Steinmeier kann mit Wiederwahl rechnen
Kaum jemand zweifelt daran, dass Frank-Walter Steinmeier am Sonntag erneut zum Bundespräsidenten gewählt wird. Gerade in dieser aufgewühlten Zeit sei Kontinuität besonders wertvoll, meint die SPD.
Das Wichtigste in Kürze
- Einen Tag vor der Bundesversammlung kann Bundespräsident Frank-Walter Steinmeier fest mit seiner Wiederwahl rechnen.
Nach den Grünen am Freitag rief auch die SPD-Spitze zum Votum für das amtierende Staatsoberhaupt auf. «Diese Wiederwahl bedeutet Kontinuität einer sehr, sehr guten Amtsführung», sagte Parteichefin Saskia Esken vor einer Fraktionssitzung in Berlin. Diese Kontinuität brauche das Land angesichts multipler Krisen gerade dringend.
Parteichef Lars Klingbeil betonte, er rechne damit, dass die Polarisierung in Deutschland auch nach der Corona-Krise nicht abnehmen werde. «Da braucht es jemanden als Bundespräsidenten, der in der Lage ist, Brücken zu bauen, der in der Lage ist, Menschen zusammenzubringen, der in der Lage ist, auch eine Sprache zu finden, die das Land zusammenhält und vereint», betonte er und fügte hinzu: «Diese Person haben wir mit Frank-Walter Steinmeier.»
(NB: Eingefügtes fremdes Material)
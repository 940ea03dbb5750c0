//! Reading and writing WKB and EWKB-encoded geometries, plus their hex encodings.
//!
//! Plain WKB uses ISO type codes (`1001` for a 3D point). EWKB marks Z and an embedded SRID
//! with high bits of the type code instead. Both flavors and both byte orders are accepted
//! on input.

pub(crate) mod common;
mod hex;
mod reader;
mod writer;

pub use common::{Endianness, WKBType};
pub use hex::{from_hex, is_hex, to_hex};
pub use reader::read_wkb;
pub use writer::{wkb_size, write_wkb, WkbFlavor};
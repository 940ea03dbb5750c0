//! Geometric algorithms over [`NativeGeometry`][crate::engine::NativeGeometry], implemented
//! with the [`geo`] crate.

mod area;
pub use area::Area;

mod boundary;
pub use boundary::Boundary;

mod buffer;
pub use buffer::{Buffer, MAX_QUADRANT_SEGMENTS};

mod centroid;
pub use centroid::Centroid;

mod convex_hull;
pub use convex_hull::ConvexHull;

mod envelope;
pub use envelope::Envelope;

mod length;
pub use length::EuclideanLength;

mod overlay;
pub use overlay::{Overlay, OverlayOp};

mod relate;
pub use relate::{Predicate, Relate, RelateMatrix};

pub(crate) mod utils;

mod valid;
pub use valid::Validity;
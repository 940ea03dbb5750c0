use geo::EuclideanLength as GeoEuclideanLength;

use crate::algorithm::geo::utils::Components;
use crate::engine::NativeGeometry;

/// Planar length of a geometry: the length of its lines plus the perimeter of its polygons.
pub trait EuclideanLength {
    fn euclidean_length(&self) -> f64;
}

impl EuclideanLength for NativeGeometry {
    fn euclidean_length(&self) -> f64 {
        let components = Components::of(self);
        let lines: f64 = components.lines.iter().map(|l| l.euclidean_length()).sum();
        let rings: f64 = components
            .areas
            .0
            .iter()
            .flat_map(|p| std::iter::once(p.exterior()).chain(p.interiors()))
            .map(|r| r.euclidean_length())
            .sum();
        lines + rings
    }
}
Am Sonntag tritt in Berlin die Bundesversammlung zusammen, um einen neuen Bundespräsidenten zu wählen. Die Wiederwahl Steinmeiers gilt als sicher. Der Sozialdemokrat, der seine Parteizugehörigkeit als Staatsoberhaupt ruhen lässt, wurde von den Ampel-Parteien SPD, Grüne und FDP sowie von der CDU/CSU-Opposition nominiert. Zusammen haben diese Parteien in der Versammlung eine grosse Mehrheit.
Gegen Steinmeier treten für die Linke der Mediziner Gerhard Trabert (65) und für die AfD der Ökonom Max Otte (57) an, der selbst CDU-Mitglied ist. Die Freien Wähler schicken die Physikerin Stefanie Gebauer (41) ins Rennen. Keinem der drei wird angesichts der Mehrheitsverhältnisse jedoch eine Chance eingeräumt.
SPD, Grüne, FDP und CDU/CSU stellen zusammen 1223 der insgesamt 1472 Mitglieder. Die AfD kommt auf 151 und die Linke auf 71 Delegierte. Die Freien Wähler sind mit 18 Wahlfrauen und -männern vertreten, der Südschleswigsche Wählerverband (SSW) mit 2. Ausserdem gibt es einige Fraktionslose.
Der 66-jährige Steinmeier ist erst der fünfte Bundespräsident, der für eine zweite Amtszeit antritt. Am Freitag hatte er sich bereits in der Fraktionssitzung der Grünen vorgestellt. Er sei «ein sehr guter und hoch angesehener Bundespräsident», sagten die Fraktionschefinnen Britta Hasselmann und Katharina Dröge danach. «Deshalb empfehlen wir unseren Wahlleuten in der Bundesversammlung, Frank-Walter Steinmeier erneut zum Bundespräsidenten zu wählen.»
Heute wollte er noch an der Fraktionssitzung der CDU/CSU teilnehmen. Auch die Linke und die AfD tagen zusammen mit ihren Bewerbern. Weitere Fraktionssitzungen sind für den Sonntag unmittelbar vor Beginn der Bundesversammlung angesetzt.
Die Bundesversammlung ist das grösste parlamentarische Gremium in Deutschland. Seine einzige Aufgabe ist die Wahl des Staatsoberhaupts alle fünf Jahre. Sie setzt sich zusammen aus den Abgeordneten des Deutschen Bundestags und einer gleich grossen Zahl von Mitgliedern, die die 16 Landtage entsenden. Da der Bundestag derzeit 736 Abgeordnete zählt, besteht die Bundesversammlung aus 1472 Wahlfrauen und -männern - so viele wie nie zuvor.
Wegen der Corona-Pandemie tritt sie in diesem Jahr nicht im Plenarsaal des Reichstagsgebäudes, sondern im benachbarten Paul-Löbe-Haus zusammen, in dem viele Sitzungssäle und Büros von Abgeordneten liegen. Dort werden die Wahlfrauen und -männer auf fünf Etagen verteilt sein.